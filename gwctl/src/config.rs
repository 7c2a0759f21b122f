//! Console configuration.
//!
//! Configuration is loaded from a YAML file with environment variable overrides. The file path
//! defaults to `gwctl.yaml` and can be changed with `-f` or `GWCTL_CONFIG`.
//!
//! ## Loading Priority
//!
//! 1. **YAML config file** - Base configuration (default: `gwctl.yaml`)
//! 2. **Environment variables** - Variables prefixed with `GWCTL_` override YAML values
//!
//! Nested values use double underscores, e.g. `GWCTL_THRESHOLDS__SUCCESS_HEALTHY=99`.
//!
//! ## Example
//!
//! ```yaml
//! base_url: http://gateway.internal:8081/api
//! request_timeout: 10s
//! refresh_interval: 30s
//! monitoring_api: observation
//! thresholds:
//!   success_healthy: 99
//!   latency_degraded_ms: 1500
//! ```

use std::path::PathBuf;
use std::time::Duration;

use clap::Parser;
use figment::Figment;
use figment::providers::{Env, Format, Yaml};
use serde::{Deserialize, Serialize};
use url::Url;

use crate::api::models::monitoring::{TimeRange, TimeWindow};
use crate::client::MonitoringApi;
use crate::errors::Error;
use crate::navigation::Menu;
use crate::status::SeverityThresholds;
use crate::view_model::ViewSettings;

/// Command line arguments
#[derive(Parser, Debug)]
#[command(author, version, about, long_about = None)]
pub struct Args {
    /// Path to configuration file
    #[arg(short = 'f', long, env = "GWCTL_CONFIG", default_value = "gwctl.yaml")]
    pub config: String,

    /// Validate configuration and exit.
    #[arg(long)]
    pub validate: bool,

    /// View to open, overriding the persisted one
    #[arg(long)]
    pub menu: Option<Menu>,

    /// Render the view once and exit instead of following changes
    #[arg(long)]
    pub once: bool,
}

/// Main console configuration.
///
/// All fields have defaults, so an empty or missing file yields a console pointed at a local
/// gateway.
#[derive(Debug, Clone, Deserialize, Serialize)]
#[serde(default, deny_unknown_fields)]
pub struct Config {
    /// Base URL of the gateway admin API; routes such as `/admin/projects` are appended to it
    pub base_url: Url,
    /// Per-request timeout
    #[serde(with = "humantime_serde")]
    pub request_timeout: Duration,
    /// Period of the monitoring auto-refresh
    #[serde(with = "humantime_serde")]
    pub refresh_interval: Duration,
    /// Longest wait for a view to be drawn before its data is loaded
    #[serde(with = "humantime_serde")]
    pub render_wait: Duration,
    /// Which monitoring routes the backend serves
    pub monitoring_api: MonitoringApi,
    pub thresholds: SeverityThresholds,
    /// Show the built-in demo data when list loads fail
    pub use_fallback_data: bool,
    /// Initial observation window of the monitoring view
    pub time_window: TimeWindow,
    /// Initial span of the monitoring charts
    pub time_range: TimeRange,
    /// File holding the last active view between runs
    pub state_file: Option<PathBuf>,
}

impl Default for Config {
    fn default() -> Self {
        Self {
            base_url: Url::parse("http://localhost:8081/api").expect("default base URL is valid"),
            request_timeout: Duration::from_secs(30),
            refresh_interval: Duration::from_secs(60),
            render_wait: Duration::from_millis(500),
            monitoring_api: MonitoringApi::default(),
            thresholds: SeverityThresholds::default(),
            use_fallback_data: true,
            time_window: TimeWindow::default(),
            time_range: TimeRange::default(),
            state_file: None,
        }
    }
}

impl Config {
    #[allow(clippy::result_large_err)]
    pub fn load(args: &Args) -> Result<Self, figment::Error> {
        let config: Self = Self::figment(args).extract()?;
        config.validate().map_err(|e| figment::Error::from(e.to_string()))?;
        Ok(config)
    }

    pub fn figment(args: &Args) -> Figment {
        Figment::new()
            .merge(Yaml::file(&args.config))
            .merge(Env::prefixed("GWCTL_").split("__").ignore(&["CONFIG"]))
    }

    /// Validate the configuration for consistency
    pub fn validate(&self) -> Result<(), Error> {
        let invalid = |message: String| Err(Error::Validation { message });

        if !matches!(self.base_url.scheme(), "http" | "https") {
            return invalid(format!(
                "Config validation: base_url must be an http(s) URL, got '{}'",
                self.base_url
            ));
        }

        for (name, value) in [
            ("request_timeout", self.request_timeout),
            ("refresh_interval", self.refresh_interval),
        ] {
            if value.is_zero() {
                return invalid(format!("Config validation: {name} must be greater than zero"));
            }
        }

        let t = &self.thresholds;
        let percent = 0.0..=100.0;
        if !percent.contains(&t.success_healthy) || !percent.contains(&t.success_degraded) {
            return invalid(
                "Config validation: success rate thresholds must be between 0 and 100".to_string(),
            );
        }
        if t.success_degraded > t.success_healthy {
            return invalid(format!(
                "Config validation: success_degraded ({}) cannot be greater than \
                 success_healthy ({})",
                t.success_degraded, t.success_healthy
            ));
        }
        if t.latency_healthy_ms < 0.0 || t.latency_healthy_ms > t.latency_degraded_ms {
            return invalid(format!(
                "Config validation: latency_healthy_ms ({}) must be between 0 and \
                 latency_degraded_ms ({})",
                t.latency_healthy_ms, t.latency_degraded_ms
            ));
        }

        Ok(())
    }

    pub fn view_settings(&self) -> ViewSettings {
        ViewSettings {
            refresh_interval: self.refresh_interval,
            render_wait: self.render_wait,
            thresholds: self.thresholds,
        }
    }
}
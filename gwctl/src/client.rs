//! Typed access to the gateway admin routes.

use std::sync::Arc;

use reqwest::Method;
use serde::de::{DeserializeOwned, IgnoredAny};
use serde::{Deserialize, Serialize};

use crate::api::Envelope;
use crate::api::models::api_keys::{ApiKey, ApiKeyRequest, ApiKeyStatus, ApiKeyStatusUpdate};
use crate::api::models::instances::{Instance, InstanceFilter};
use crate::api::models::monitoring::{
    InstanceMetrics, ObservationFilter, ObservationOverview, TimeRange, TimeSeries,
};
use crate::api::models::projects::{Project, ProjectOption};
use crate::errors::{Error, Result};
use crate::http::{HttpClient, HttpRequest};

/// Which generation of monitoring routes the backend serves.
#[derive(Debug, Clone, Copy, PartialEq, Eq, Default, Serialize, Deserialize)]
#[serde(rename_all = "snake_case")]
pub enum MonitoringApi {
    /// `/admin/observation/*`, filtered by time window
    #[default]
    Observation,
    /// `/admin/monitoring/*`, filtered by project and status only
    Monitoring,
}

impl MonitoringApi {
    pub fn overview_path(&self) -> &'static str {
        match self {
            MonitoringApi::Observation => "/admin/observation/overview",
            MonitoringApi::Monitoring => "/admin/monitoring/overview",
        }
    }

    pub fn instances_path(&self) -> &'static str {
        match self {
            MonitoringApi::Observation => "/admin/observation/instances",
            MonitoringApi::Monitoring => "/admin/monitoring/instances",
        }
    }
}

pub const TIMESERIES_PATH: &str = "/admin/monitoring/timeseries";

/// Client for the admin API.
///
/// Every method issues exactly one request and unwraps the response envelope. A `null`
/// payload on success becomes the type's empty value.
pub struct AdminClient<H: HttpClient> {
    http: Arc<H>,
    monitoring_api: MonitoringApi,
}

impl<H: HttpClient> Clone for AdminClient<H> {
    fn clone(&self) -> Self {
        Self {
            http: self.http.clone(),
            monitoring_api: self.monitoring_api,
        }
    }
}

impl<H: HttpClient> AdminClient<H> {
    pub fn new(http: Arc<H>, monitoring_api: MonitoringApi) -> Self {
        Self { http, monitoring_api }
    }

    pub fn monitoring_api(&self) -> MonitoringApi {
        self.monitoring_api
    }

    async fn call<T: DeserializeOwned>(&self, request: HttpRequest) -> Result<Option<T>> {
        let response = self.http.execute(&request).await?;

        if !response.is_success() {
            return Err(Error::Http {
                status: response.status,
                body: response.body,
            });
        }

        let envelope: Envelope<T> = serde_json::from_str(&response.body)?;
        envelope.into_result()
    }

    async fn fetch<T: DeserializeOwned + Default>(&self, request: HttpRequest) -> Result<T> {
        Ok(self.call::<T>(request).await?.unwrap_or_default())
    }

    async fn command(&self, request: HttpRequest) -> Result<()> {
        self.call::<IgnoredAny>(request).await.map(|_| ())
    }

    pub async fn list_projects(&self) -> Result<Vec<Project>> {
        self.fetch(HttpRequest::get("/admin/projects")).await
    }

    pub async fn list_project_options(&self) -> Result<Vec<ProjectOption>> {
        self.fetch(HttpRequest::get("/admin/projects/simple")).await
    }

    pub async fn delete_project(&self, project_id: &str) -> Result<()> {
        self.command(HttpRequest::new(Method::DELETE, format!("/admin/projects/{project_id}")))
            .await
    }

    pub async fn list_api_keys(&self) -> Result<Vec<ApiKey>> {
        self.fetch(HttpRequest::get("/admin/apikeys")).await
    }

    pub async fn create_api_key(&self, body: &ApiKeyRequest) -> Result<()> {
        let request =
            HttpRequest::new(Method::POST, "/admin/apikeys").with_body(serde_json::to_value(body)?);
        self.command(request).await
    }

    pub async fn update_api_key(&self, api_key_id: &str, body: &ApiKeyRequest) -> Result<()> {
        let request = HttpRequest::new(Method::PUT, format!("/admin/apikeys/{api_key_id}"))
            .with_body(serde_json::to_value(body)?);
        self.command(request).await
    }

    pub async fn set_api_key_status(&self, api_key_id: &str, status: ApiKeyStatus) -> Result<()> {
        let body = serde_json::to_value(ApiKeyStatusUpdate { status })?;
        let request = HttpRequest::new(Method::PUT, format!("/admin/apikeys/{api_key_id}/status"))
            .with_body(body);
        self.command(request).await
    }

    pub async fn delete_api_key(&self, api_key_id: &str) -> Result<()> {
        self.command(HttpRequest::new(Method::DELETE, format!("/admin/apikeys/{api_key_id}")))
            .await
    }

    pub async fn list_instances(&self, filter: &InstanceFilter) -> Result<Vec<Instance>> {
        self.fetch(HttpRequest::get("/admin/instances/with-projects").with_query(filter.query()))
            .await
    }

    pub async fn observation_overview(
        &self,
        filter: &ObservationFilter,
    ) -> Result<ObservationOverview> {
        let query = match self.monitoring_api {
            MonitoringApi::Observation => filter.observation_query(),
            MonitoringApi::Monitoring => filter.monitoring_query(false),
        };
        self.fetch(HttpRequest::get(self.monitoring_api.overview_path()).with_query(query))
            .await
    }

    pub async fn observation_instances(
        &self,
        filter: &ObservationFilter,
    ) -> Result<Vec<InstanceMetrics>> {
        let query = match self.monitoring_api {
            MonitoringApi::Observation => filter.observation_query(),
            MonitoringApi::Monitoring => filter.monitoring_query(true),
        };
        self.fetch(HttpRequest::get(self.monitoring_api.instances_path()).with_query(query))
            .await
    }

    pub async fn time_series(
        &self,
        range: TimeRange,
        project_id: Option<&str>,
    ) -> Result<TimeSeries> {
        let mut query = vec![("timeRange", range.as_str().to_string())];
        if let Some(project_id) = project_id.filter(|id| !id.is_empty()) {
            query.push(("projectId", project_id.to_string()));
        }
        self.fetch(HttpRequest::get(TIMESERIES_PATH).with_query(query)).await
    }
}
//! Plain data behind the console views.

use std::cmp::Ordering;

use chrono::NaiveDateTime;

use crate::api::models::api_keys::{ApiKey, ApiKeyDraft, ApiKeyEdit, ApiKeyStatus};
use crate::api::models::instances::{Instance, InstanceFilter};
use crate::api::models::monitoring::{
    InstanceMetrics, ObservationFilter, ObservationOverview, TimeRange, TimeSeries,
};
use crate::api::models::projects::{Project, ProjectOption};
use crate::fallback::Resource;
use crate::navigation::{Menu, NavigationState};

/// Most notices kept before the oldest are dropped.
pub const MAX_NOTICES: usize = 20;

#[derive(Debug, Clone, Copy, PartialEq, Eq)]
pub enum NoticeLevel {
    Success,
    Error,
}

/// A transient message for the operator.
#[derive(Debug, Clone, PartialEq, Eq)]
pub struct Notice {
    pub level: NoticeLevel,
    pub message: String,
}

impl Notice {
    pub fn success(message: impl Into<String>) -> Self {
        Self {
            level: NoticeLevel::Success,
            message: message.into(),
        }
    }

    pub fn error(message: impl Into<String>) -> Self {
        Self {
            level: NoticeLevel::Error,
            message: message.into(),
        }
    }
}

/// Counters on the dashboard cards.
#[derive(Debug, Clone, Copy, PartialEq, Eq, Default)]
pub struct DashboardStats {
    pub total_projects: usize,
    /// Only keys currently `ACTIVE`
    pub total_api_keys: usize,
    pub total_instances: usize,
}

impl DashboardStats {
    pub fn from_lists(projects: &[Project], api_keys: &[ApiKey], instances: &[Instance]) -> Self {
        Self {
            total_projects: projects.len(),
            total_api_keys: api_keys
                .iter()
                .filter(|key| key.status == ApiKeyStatus::Active)
                .count(),
            total_instances: instances.len(),
        }
    }
}

/// Columns the monitoring table can be sorted by.
#[derive(Debug, Clone, Copy, PartialEq, Eq)]
pub enum SortKey {
    BusinessId,
    ProjectName,
    SuccessRate,
    Latency,
    RecentCalls,
    Concurrency,
}

#[derive(Debug, Clone, Copy, PartialEq, Eq, Default)]
pub enum SortOrder {
    #[default]
    Ascending,
    Descending,
}

#[derive(Debug, Clone, Copy, PartialEq, Eq)]
pub struct ObservationSort {
    pub key: SortKey,
    pub order: SortOrder,
}

/// Rows missing the value sort last in either direction.
fn compare_present<T>(
    a: Option<T>,
    b: Option<T>,
    order: SortOrder,
    cmp: impl Fn(&T, &T) -> Ordering,
) -> Ordering {
    match (a, b) {
        (Some(a), Some(b)) => match order {
            SortOrder::Ascending => cmp(&a, &b),
            SortOrder::Descending => cmp(&a, &b).reverse(),
        },
        (Some(_), None) => Ordering::Less,
        (None, Some(_)) => Ordering::Greater,
        (None, None) => Ordering::Equal,
    }
}

impl ObservationSort {
    fn compare(&self, a: &InstanceMetrics, b: &InstanceMetrics) -> Ordering {
        let order = self.order;
        match self.key {
            SortKey::BusinessId => {
                compare_present(Some(&a.business_id), Some(&b.business_id), order, |a, b| a.cmp(b))
            }
            SortKey::ProjectName => compare_present(
                a.project_name.as_ref(),
                b.project_name.as_ref(),
                order,
                |a, b| a.cmp(b),
            ),
            SortKey::SuccessRate => {
                compare_present(a.success_rate, b.success_rate, order, f64::total_cmp)
            }
            SortKey::Latency => {
                compare_present(a.average_latency, b.average_latency, order, f64::total_cmp)
            }
            SortKey::RecentCalls => {
                compare_present(a.recent_calls, b.recent_calls, order, i64::cmp)
            }
            SortKey::Concurrency => compare_present(a.concurrency, b.concurrency, order, i64::cmp),
        }
    }
}

/// Everything the views render.
///
/// List fields are only ever replaced as a whole. Loading flags are indexed by
/// [`Resource`] and are owned by the loaders.
#[derive(Debug, Clone, Default)]
pub struct ViewState {
    pub(crate) navigation: NavigationState,

    pub dashboard_stats: DashboardStats,

    pub projects: Vec<Project>,
    pub project_search: String,
    pub project_options: Vec<ProjectOption>,

    pub api_keys: Vec<ApiKey>,
    pub create_dialog_open: bool,
    pub new_api_key: ApiKeyDraft,
    pub edit_dialog_open: bool,
    pub editing_api_key: ApiKeyEdit,

    pub instances: Vec<Instance>,
    pub instance_filter: InstanceFilter,

    pub observation_overview: ObservationOverview,
    pub observation_instances: Vec<InstanceMetrics>,
    pub observation_filter: ObservationFilter,
    pub observation_sort: Option<ObservationSort>,
    pub time_series: TimeSeries,
    pub time_range: TimeRange,
    pub auto_refresh_paused: bool,
    pub last_refreshed_at: Option<NaiveDateTime>,

    loading: [bool; Resource::COUNT],
}

impl ViewState {
    pub fn active_menu(&self) -> Menu {
        self.navigation.active()
    }

    pub fn is_loading(&self, resource: Resource) -> bool {
        self.loading[resource.index()]
    }

    pub fn project_loading(&self) -> bool {
        self.is_loading(Resource::Projects)
    }

    pub fn api_key_loading(&self) -> bool {
        self.is_loading(Resource::ApiKeys)
    }

    pub fn instance_loading(&self) -> bool {
        self.is_loading(Resource::Instances)
    }

    pub fn observation_loading(&self) -> bool {
        self.is_loading(Resource::ObservationInstances)
    }

    pub(crate) fn set_loading(&mut self, resource: Resource, loading: bool) {
        self.loading[resource.index()] = loading;
    }

    pub(crate) fn clear_loading(&mut self) {
        self.loading = Default::default();
    }

    /// Drop the data of every view. Filters, dialogs and the active menu are kept.
    pub(crate) fn clear_view_data(&mut self) {
        self.projects = Vec::new();
        self.api_keys = Vec::new();
        self.instances = Vec::new();
        self.observation_instances = Vec::new();
        self.observation_overview = ObservationOverview::default();
        self.time_series = TimeSeries::default();
    }

    /// Projects whose name contains the search text, ignoring case.
    pub fn filtered_projects(&self) -> Vec<&Project> {
        let needle = self.project_search.trim().to_lowercase();
        self.projects
            .iter()
            .filter(|project| needle.is_empty() || project.name.to_lowercase().contains(&needle))
            .collect()
    }

    /// Monitoring rows in the current sort order, or in backend order when unsorted.
    pub fn sorted_observation_instances(&self) -> Vec<&InstanceMetrics> {
        let mut rows: Vec<&InstanceMetrics> = self.observation_instances.iter().collect();
        if let Some(sort) = self.observation_sort {
            rows.sort_by(|a, b| sort.compare(a, b));
        }
        rows
    }
}
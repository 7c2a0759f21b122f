//! Tracing setup.
//!
//! Log output goes to stderr so it does not interleave with the rendered views on stdout.
//! Verbosity follows `RUST_LOG` and defaults to `info`, e.g.
//!
//! ```bash
//! RUST_LOG=gwctl=debug gwctl -f gwctl.yaml
//! ```

use tracing::info;
use tracing_subscriber::EnvFilter;
use tracing_subscriber::layer::SubscriberExt;
use tracing_subscriber::util::SubscriberInitExt;

/// Install the global subscriber. Fails if one is already installed.
pub fn init_telemetry() -> anyhow::Result<()> {
    let env_filter = EnvFilter::try_from_default_env().unwrap_or_else(|_| EnvFilter::new("info"));

    tracing_subscriber::registry()
        .with(env_filter)
        .with(tracing_subscriber::fmt::layer().with_writer(std::io::stderr))
        .try_init()?;

    info!("Telemetry initialized");
    Ok(())
}
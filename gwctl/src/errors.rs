use thiserror::Error as ThisError;

#[derive(ThisError, Debug)]
pub enum Error {
    /// The backend answered with an envelope whose code is not 200
    #[error("Backend returned code {code}: {}", message.as_deref().unwrap_or("no message"))]
    Backend { code: i64, message: Option<String> },

    /// The backend answered with a non-2xx HTTP status
    #[error("HTTP {status}: {body}")]
    Http { status: u16, body: String },

    /// Network failure, timeout or invalid request
    #[error("Transport error: {0}")]
    Transport(#[from] reqwest::Error),

    /// The response body was not a valid envelope
    #[error("Malformed response: {0}")]
    Decode(#[from] serde_json::Error),

    /// Input rejected before any request was issued
    #[error("{message}")]
    Validation { message: String },

    /// Unexpected error with full context chain
    #[error(transparent)]
    Other(#[from] anyhow::Error),
}

impl Error {
    /// True for failures where the backend understood the request and refused it.
    pub fn is_backend(&self) -> bool {
        matches!(self, Error::Backend { .. } | Error::Validation { .. })
    }

    /// Returns the message shown to the operator.
    ///
    /// Backend refusals carry the server's own message when it has one. Transport-level
    /// failures never leak internals and use `fallback` instead.
    pub fn user_message(&self, fallback: &str) -> String {
        match self {
            Error::Backend {
                message: Some(message),
                ..
            } if !message.trim().is_empty() => message.clone(),
            Error::Validation { message } => message.clone(),
            _ => fallback.to_string(),
        }
    }

    /// Log the error at a level that matches its kind.
    pub(crate) fn log(&self, operation: &str) {
        match self {
            Error::Backend { .. } | Error::Http { .. } => {
                tracing::warn!(operation, error = %self, "Backend rejected request");
            }
            Error::Validation { .. } => {
                tracing::debug!(operation, error = %self, "Request rejected by validation");
            }
            Error::Transport(_) | Error::Decode(_) | Error::Other(_) => {
                tracing::error!(operation, error = %self, "Request failed");
            }
        }
    }
}

/// Type alias for console operation results
pub type Result<T> = std::result::Result<T, Error>;

#[cfg(test)]
mod tests {
    use super::*;

    #[test]
    fn backend_message_is_preferred() {
        let err = Error::Backend {
            code: 400,
            message: Some("description too long".to_string()),
        };
        assert_eq!(err.user_message("Failed to create API key"), "description too long");
        assert!(err.is_backend());
    }

    #[test]
    fn blank_backend_message_uses_fallback() {
        let err = Error::Backend {
            code: 500,
            message: Some("  ".to_string()),
        };
        assert_eq!(err.user_message("Failed to load projects"), "Failed to load projects");

        let err = Error::Backend { code: 500, message: None };
        assert_eq!(err.user_message("Failed to load projects"), "Failed to load projects");
    }

    #[test]
    fn transport_errors_never_leak_details() {
        let err = Error::Http {
            status: 502,
            body: "<html>upstream exploded</html>".to_string(),
        };
        assert_eq!(err.user_message("Failed to load API keys"), "Failed to load API keys");
        assert!(!err.is_backend());
    }
}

* **Directions**:
Stopping at the line containing "pointed at a local", please repeat exactly every line from the very start of the entries, that line included, and nothing more.

* **Problem solution**:
filename gwctl/src/config.rs
repository 7c2a0759f21b122f
//! Console configuration.
//!
//! Configuration is loaded from a YAML file with environment variable overrides. The file path
//! defaults to `gwctl.yaml` and can be changed with `-f` or `GWCTL_CONFIG`.
//!
//! ## Loading Priority
//!
//! 1. **YAML config file** - Base configuration (default: `gwctl.yaml`)
//! 2. **Environment variables** - Variables prefixed with `GWCTL_` override YAML values
//!
//! Nested values use double underscores, e.g. `GWCTL_THRESHOLDS__SUCCESS_HEALTHY=99`.
//!
//! ## Example
//!
//! ```yaml
//! base_url: http://gateway.internal:8081/api
//! request_timeout: 10s
//! refresh_interval: 30s
//! monitoring_api: observation
//! thresholds:
//!   success_healthy: 99
//!   latency_degraded_ms: 1500
//! ```

use std::path::PathBuf;
use std::time::Duration;

use clap::Parser;
use figment::Figment;
use figment::providers::{Env, Format, Yaml};
use serde::{Deserialize, Serialize};
use url::Url;

use crate::api::models::monitoring::{TimeRange, TimeWindow};
use crate::client::MonitoringApi;
use crate::errors::Error;
use crate::navigation::Menu;
use crate::status::SeverityThresholds;
use crate::view_model::ViewSettings;

/// Command line arguments
#[derive(Parser, Debug)]
#[command(author, version, about, long_about = None)]
pub struct Args {
    /// Path to configuration file
    #[arg(short = 'f', long, env = "GWCTL_CONFIG", default_value = "gwctl.yaml")]
    pub config: String,

    /// Validate configuration and exit.
    #[arg(long)]
    pub validate: bool,

    /// View to open, overriding the persisted one
    #[arg(long)]
    pub menu: Option<Menu>,

    /// Render the view once and exit instead of following changes
    #[arg(long)]
    pub once: bool,
}

/// Main console configuration.
///
/// All fields have defaults, so an empty or missing file yields a console pointed at a local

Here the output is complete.